Work order.
Among the entries below, please show each line that carries the word "FakerootConfig".

Entries supplied.
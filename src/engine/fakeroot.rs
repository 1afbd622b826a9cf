// Copyright (c) 2024 Huawei Technologies Co.,Ltd. All rights reserved.
//
// StratoVirt is licensed under Mulan PSL v2.
// You can use this software according to the terms and conditions of the Mulan
// PSL v2.
// You may obtain a copy of Mulan PSL v2 at:
//         http://license.coscl.org.cn/MulanPSL2
// THIS SOFTWARE IS PROVIDED ON AN "AS IS" BASIS, WITHOUT WARRANTIES OF ANY
// KIND, EITHER EXPRESS OR IMPLIED, INCLUDING BUT NOT LIMITED TO
// NON-INFRINGEMENT, MERCHANTABILITY OR FIT FOR A PARTICULAR PURPOSE.
// See the Mulan PSL v2 for more details.

use std::{
    convert::Infallible,
    path::{Path, PathBuf},
    sync::mpsc::Receiver,
};

use anyhow::{anyhow, bail, Context, Result};
use libseccomp::{
    ScmpAction, ScmpArch, ScmpArgCompare, ScmpCompareOp, ScmpFilterContext, ScmpSyscall,
};
use log::{debug, info, warn};
use nix::{
    mount::{mount, MsFlags},
    sys::signal::Signal,
    unistd::{getgid, getuid, Gid, Pid, Uid},
};
use procfs::process::Process;
use serde::Deserialize;

use super::{
    execute, monitor_process,
    subid::{get_id_range, SUBGID_FILE, SUBUID_FILE},
    sysconf::{is_owner, SysConfig, SYSCONF_FILE},
    CommonConfig, ExitStatus, Operations,
};
use crate::{
    starter::{CapabilitySets, IdMapping, StarterConfig},
    utils::{Connection, Namespaces, StageErr},
};

pub const NAME: &str = "fakeroot";

const SELINUX_MOUNT: &str = "/sys/fs/selinux";

#[derive(Deserialize, Debug, Clone, PartialEq)]
#[serde(rename_all = "camelCase", default)]
pub struct FakerootConfig {
    pub envs: Vec<String>,
    /// Bound on top of /root in the build environment.
    pub home: Option<PathBuf>,
    pub build_env: bool,
    #[serde(rename = "noPIDNS")]
    pub no_pid_ns: bool,
    pub no_setgroups: bool,
    pub conf_path: PathBuf,
    pub subuid_path: PathBuf,
    pub subgid_path: PathBuf,
}

impl Default for FakerootConfig {
    fn default() -> Self {
        Self {
            envs: Vec::new(),
            home: None,
            build_env: false,
            no_pid_ns: false,
            no_setgroups: false,
            conf_path: PathBuf::from(SYSCONF_FILE),
            subuid_path: PathBuf::from(SUBUID_FILE),
            subgid_path: PathBuf::from(SUBGID_FILE),
        }
    }
}

/// Run a command as root inside a user namespace backed by the caller's
/// subordinate id ranges.
pub struct FakerootEngine {
    args: Vec<String>,
    config: FakerootConfig,
}

impl FakerootEngine {
    pub fn new(common: &CommonConfig) -> Result<Self> {
        let config = if common.engine_config.is_null() {
            FakerootConfig::default()
        } else {
            serde_json::from_value(common.engine_config.clone())
                .with_context(|| "bad fakeroot engine configuration provided")?
        };
        Ok(Self {
            args: common.args.clone(),
            config,
        })
    }

    pub fn boxed(common: &CommonConfig) -> Result<Box<dyn Operations>> {
        Ok(Box::new(Self::new(common)?))
    }

    fn check_sysconf(&self, config: &mut StarterConfig) -> Result<()> {
        let conf_path = &self.config.conf_path;
        if config.is_suid && !is_owner(conf_path, 0) {
            bail!("{} must be owned by root", conf_path.display());
        }

        let sysconf = SysConfig::parse(conf_path)
            .with_context(|| format!("unable to parse {} file", conf_path.display()))?;
        if config.is_suid {
            if !sysconf.allow_setuid {
                bail!(
                    "fakeroot requires to set 'allow setuid = yes' in {}",
                    conf_path.display()
                );
            }
        } else {
            info!("Fakeroot requested with unprivileged workflow, fallback to newuidmap/newgidmap");
            debug!("Search for newuidmap binary");
            config.set_newuidmap_path()?;
            debug!("Search for newgidmap binary");
            config.set_newgidmap_path()?;
        }
        Ok(())
    }
}

fn id_mappings(own_id: u32, subid_file: &Path, uid: Uid) -> Result<[IdMapping; 2]> {
    let range =
        get_id_range(subid_file, uid).map_err(|e| anyhow!("could not use fakeroot: {:#}", e))?;
    Ok([IdMapping::new(0, own_id, 1), range])
}

/// Turn mknod(2) and mknodat(2) into no-ops for block devices, and for
/// character devices other than 0:0 (whiteouts), so package managers can
/// run without CAP_MKNOD in the initial namespace.
fn seccomp_profile() -> Result<ScmpFilterContext> {
    let mut filter = ScmpFilterContext::new_filter(ScmpAction::Allow)?;
    #[cfg(target_arch = "x86_64")]
    filter
        .add_arch(ScmpArch::X8664)
        .with_context(|| StageErr::AddScmpArch)?;
    #[cfg(target_arch = "aarch64")]
    filter
        .add_arch(ScmpArch::Aarch64)
        .with_context(|| StageErr::AddScmpArch)?;

    let block = libc::S_IFBLK as u64;
    let chr = libc::S_IFCHR as u64;
    // Index of the mode argument, the device number follows it.
    for (name, mode) in [("mknod", 1u32), ("mknodat", 2u32)] {
        let sc = ScmpSyscall::from_name(name)?;
        filter
            .add_rule_conditional(
                ScmpAction::Errno(0),
                sc,
                &[ScmpArgCompare::new(mode, ScmpCompareOp::MaskedEqual(block), block)],
            )
            .with_context(|| format!("Failed to add {} rule for block devices", name))?;
        filter
            .add_rule_conditional(
                ScmpAction::Errno(0),
                sc,
                &[
                    ScmpArgCompare::new(mode, ScmpCompareOp::MaskedEqual(chr), chr),
                    ScmpArgCompare::new(mode + 1, ScmpCompareOp::NotEqual, 0),
                ],
            )
            .with_context(|| format!("Failed to add {} rule for character devices", name))?;
    }
    Ok(filter)
}

fn remount_selinux_readonly() -> Result<()> {
    let process = Process::myself().with_context(|| "Failed to access /proc/self")?;
    let mount_info = process
        .mountinfo()
        .with_context(|| "while parsing /proc/self/mountinfo")?;
    if !mount_info
        .into_iter()
        .any(|m| m.mount_point == Path::new(SELINUX_MOUNT))
    {
        return Ok(());
    }

    // Makes SELinux look disabled in the chroot. Kernels 5.9+ refuse the
    // remount but don't need it.
    let flags = MsFlags::MS_BIND | MsFlags::MS_REMOUNT | MsFlags::MS_RDONLY;
    if let Err(e) = mount(None::<&str>, SELINUX_MOUNT, None::<&str>, flags, None::<&str>) {
        debug!("while remount {} read-only: {}", SELINUX_MOUNT, e);
        debug!("note {} remount failure is expected on kernel 5.9+", SELINUX_MOUNT);
    }
    Ok(())
}

impl Operations for FakerootEngine {
    fn name(&self) -> &str {
        NAME
    }

    fn prepare_config(&mut self, config: &mut StarterConfig) -> Result<()> {
        self.check_sysconf(config)?;

        let mut namespaces = Namespaces::USER | Namespaces::MOUNT;
        if !self.config.no_pid_ns {
            namespaces |= Namespaces::PID;
        }
        config.namespaces = namespaces;

        let uid = getuid();
        let uid_mappings = id_mappings(uid.as_raw(), &self.config.subuid_path, uid)?;
        config.add_uid_mappings(&uid_mappings);
        let gid_mappings = id_mappings(getgid().as_raw(), &self.config.subgid_path, uid)?;
        config.add_gid_mappings(&gid_mappings);

        config.allow_setgroups = true;
        config.no_setgroups = self.config.no_setgroups;
        config.target_uid = Some(Uid::from_raw(0));
        config.target_gids = vec![Gid::from_raw(0)];

        let all = caps::all();
        config.capabilities = CapabilitySets {
            bounding: Some(all.clone()),
            effective: Some(all.clone()),
            permitted: Some(all.clone()),
            inheritable: Some(all.clone()),
            ambient: Some(all),
        };
        Ok(())
    }

    fn create_container(&self, _pid: Pid, _rpc: &Connection) -> Result<()> {
        Ok(())
    }

    fn start_process(&self, _master: &Connection) -> Result<Infallible> {
        if self.args.is_empty() {
            bail!("no command to execute provided");
        }
        if !self.config.build_env {
            return execute(&self.args, &self.config.envs);
        }

        let home = self.config.home.as_ref().ok_or_else(|| {
            anyhow!("a user home directory is required to bind it on top of /root directory")
        })?;
        mount(
            Some(home),
            "/root",
            None::<&str>,
            MsFlags::MS_BIND | MsFlags::MS_REC,
            None::<&str>,
        )
        .with_context(|| format!("failed to mount {} to /root", home.display()))?;
        mount(
            Some("proc"),
            "/proc",
            Some("proc"),
            MsFlags::MS_NOSUID | MsFlags::MS_NOEXEC | MsFlags::MS_NODEV,
            None::<&str>,
        )
        .with_context(|| "failed to mount proc filesystem")?;
        remount_selinux_readonly()?;

        if let Err(e) = seccomp_profile().and_then(|f| {
            f.load()
                .with_context(|| "Failed to load filter into the kernel")
        }) {
            warn!(
                "Could not apply seccomp filter, some bootstrap may not work correctly: {:#}",
                e
            );
        }
        execute(&self.args, &self.config.envs)
    }

    fn monitor_container(&self, pid: Pid, signals: &Receiver<Signal>) -> Result<ExitStatus> {
        monitor_process(pid, signals)
    }
}
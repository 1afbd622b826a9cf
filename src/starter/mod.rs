// Copyright (c) 2024 Huawei Technologies Co.,Ltd. All rights reserved.
//
// StratoVirt is licensed under Mulan PSL v2.
// You can use this software according to the terms and conditions of the Mulan
// PSL v2.
// You may obtain a copy of Mulan PSL v2 at:
//         http://license.coscl.org.cn/MulanPSL2
// THIS SOFTWARE IS PROVIDED ON AN "AS IS" BASIS, WITHOUT WARRANTIES OF ANY
// KIND, EITHER EXPRESS OR IMPLIED, INCLUDING BUT NOT LIMITED TO
// NON-INFRINGEMENT, MERCHANTABILITY OR FIT FOR A PARTICULAR PURPOSE.
// See the Mulan PSL v2 for more details.

pub mod host;
pub mod launcher;
pub mod master;
pub mod stage;

pub use launcher::launch;
pub use master::{ImageFd, ImageFile};

use std::path::{Path, PathBuf};

use anyhow::{bail, Result};
use caps::CapsHashSet;
use log::debug;
use nix::unistd::{geteuid, getuid, Gid, Uid};

use crate::utils::Namespaces;

/// Directories searched for the setuid id mapping helpers.
pub const ID_MAP_SEARCH_PATH: [&str; 5] =
    ["/usr/bin", "/bin", "/usr/sbin", "/sbin", "/usr/local/bin"];

/// One line of /proc/<pid>/uid_map or gid_map.
#[derive(Debug, Clone, Copy, PartialEq, Eq)]
pub struct IdMapping {
    pub container_id: u32,
    pub host_id: u32,
    pub size: u32,
}

impl IdMapping {
    pub fn new(container_id: u32, host_id: u32, size: u32) -> Self {
        Self {
            container_id,
            host_id,
            size,
        }
    }
}

/// Capability sets applied to the container process, `None` leaves a set
/// untouched.
#[derive(Debug, Default, Clone, PartialEq, Eq)]
pub struct CapabilitySets {
    pub bounding: Option<CapsHashSet>,
    pub effective: Option<CapsHashSet>,
    pub permitted: Option<CapsHashSet>,
    pub inheritable: Option<CapsHashSet>,
    pub ambient: Option<CapsHashSet>,
}

/// How the starter builds the container process. Engines fill it in
/// `Operations::prepare_config`, nothing touches it afterwards.
#[derive(Debug, Default, Clone)]
pub struct StarterConfig {
    /// Real user is unprivileged but the starter runs with euid 0.
    pub is_suid: bool,
    pub namespaces: Namespaces,
    pub uid_mappings: Vec<IdMapping>,
    pub gid_mappings: Vec<IdMapping>,
    pub newuidmap_path: Option<PathBuf>,
    pub newgidmap_path: Option<PathBuf>,
    /// Keep setgroups(2) usable inside the user namespace.
    pub allow_setgroups: bool,
    /// Don't set supplementary groups when switching to the target ids.
    pub no_setgroups: bool,
    pub target_uid: Option<Uid>,
    pub target_gids: Vec<Gid>,
    pub capabilities: CapabilitySets,
}

impl StarterConfig {
    pub fn new() -> Self {
        Self {
            is_suid: geteuid().is_root() && !getuid().is_root(),
            ..Default::default()
        }
    }

    pub fn add_uid_mappings(&mut self, mappings: &[IdMapping]) {
        self.uid_mappings.extend_from_slice(mappings);
    }

    pub fn add_gid_mappings(&mut self, mappings: &[IdMapping]) {
        self.gid_mappings.extend_from_slice(mappings);
    }

    pub fn set_newuidmap_path(&mut self) -> Result<()> {
        self.newuidmap_path = Some(find_id_map_binary("newuidmap", &ID_MAP_SEARCH_PATH)?);
        Ok(())
    }

    pub fn set_newgidmap_path(&mut self) -> Result<()> {
        self.newgidmap_path = Some(find_id_map_binary("newgidmap", &ID_MAP_SEARCH_PATH)?);
        Ok(())
    }

    pub fn user_namespace(&self) -> bool {
        self.namespaces.contains(Namespaces::USER)
    }
}

fn find_id_map_binary(name: &str, dirs: &[&str]) -> Result<PathBuf> {
    for dir in dirs {
        let path = Path::new(dir).join(name);
        if path.is_file() {
            debug!("Found {} at {}", name, path.display());
            return Ok(path);
        }
    }
    bail!("{} was not found in {}", name, dirs.join(":"));
}
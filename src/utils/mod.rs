// Copyright (c) 2024 Huawei Technologies Co.,Ltd. All rights reserved.
//
// StratoVirt is licensed under Mulan PSL v2.
// You can use this software according to the terms and conditions of the Mulan
// PSL v2.
// You may obtain a copy of Mulan PSL v2 at:
//         http://license.coscl.org.cn/MulanPSL2
// THIS SOFTWARE IS PROVIDED ON AN "AS IS" BASIS, WITHOUT WARRANTIES OF ANY
// KIND, EITHER EXPRESS OR IMPLIED, INCLUDING BUT NOT LIMITED TO
// NON-INFRINGEMENT, MERCHANTABILITY OR FIT FOR A PARTICULAR PURPOSE.
// See the Mulan PSL v2 for more details.

pub mod channel;
pub mod logger;
pub mod prctl;
pub mod signal;

mod clone;
mod error;

pub use channel::Connection;
pub use clone::{clone_process, Namespaces};
pub use error::StageErr;
pub use signal::SignalQueue;
// Copyright (c) 2024 Huawei Technologies Co.,Ltd. All rights reserved.
//
// StratoVirt is licensed under Mulan PSL v2.
// You can use this software according to the terms and conditions of the Mulan
// PSL v2.
// You may obtain a copy of Mulan PSL v2 at:
//         http://license.coscl.org.cn/MulanPSL2
// THIS SOFTWARE IS PROVIDED ON AN "AS IS" BASIS, WITHOUT WARRANTIES OF ANY
// KIND, EITHER EXPRESS OR IMPLIED, INCLUDING BUT NOT LIMITED TO
// NON-INFRINGEMENT, MERCHANTABILITY OR FIT FOR A PARTICULAR PURPOSE.
// See the Mulan PSL v2 for more details.

use std::{
    fs::{metadata, read_to_string},
    io::ErrorKind,
    os::unix::fs::MetadataExt,
    path::Path,
};

use anyhow::{bail, Context, Result};
use log::{debug, warn};

use crate::utils::StageErr;

pub const SYSCONF_FILE: &str = "/etc/ozstage/ozstage.conf";

/// Runtime wide settings, `key = value` per line.
#[derive(Debug, Clone, PartialEq, Eq)]
pub struct SysConfig {
    pub allow_setuid: bool,
}

impl Default for SysConfig {
    fn default() -> Self {
        Self { allow_setuid: true }
    }
}

fn parse_bool(key: &str, value: &str) -> Result<bool> {
    match value.to_lowercase().as_str() {
        "yes" | "true" => Ok(true),
        "no" | "false" => Ok(false),
        _ => bail!("invalid value {} for {}, expected yes or no", value, key),
    }
}

impl SysConfig {
    /// A missing file yields the defaults.
    pub fn parse(path: &Path) -> Result<Self> {
        let mut config = SysConfig::default();
        let content = match read_to_string(path) {
            Ok(c) => c,
            Err(e) if e.kind() == ErrorKind::NotFound => {
                debug!("{} not found, using defaults", path.display());
                return Ok(config);
            }
            Err(e) => {
                return Err(e)
                    .with_context(|| StageErr::OpenFile(path.to_string_lossy().to_string()))
            }
        };

        for line in content.lines() {
            let line = line.trim();
            if line.is_empty() || line.starts_with('#') {
                continue;
            }
            let (key, value) = match line.split_once('=') {
                Some((k, v)) => (k.trim(), v.trim()),
                None => bail!("invalid line in {}: {}", path.display(), line),
            };
            match key {
                "allow setuid" => config.allow_setuid = parse_bool(key, value)?,
                _ => warn!("Unknown directive {} in {}", key, path.display()),
            }
        }
        Ok(config)
    }
}

/// Check that `path` exists and belongs to `uid`.
pub fn is_owner(path: &Path, uid: u32) -> bool {
    match metadata(path) {
        Ok(m) => m.uid() == uid,
        Err(_) => false,
    }
}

Solution for this task.
pub struct FakerootConfig {
impl Default for FakerootConfig {
    config: FakerootConfig,
            FakerootConfig::default()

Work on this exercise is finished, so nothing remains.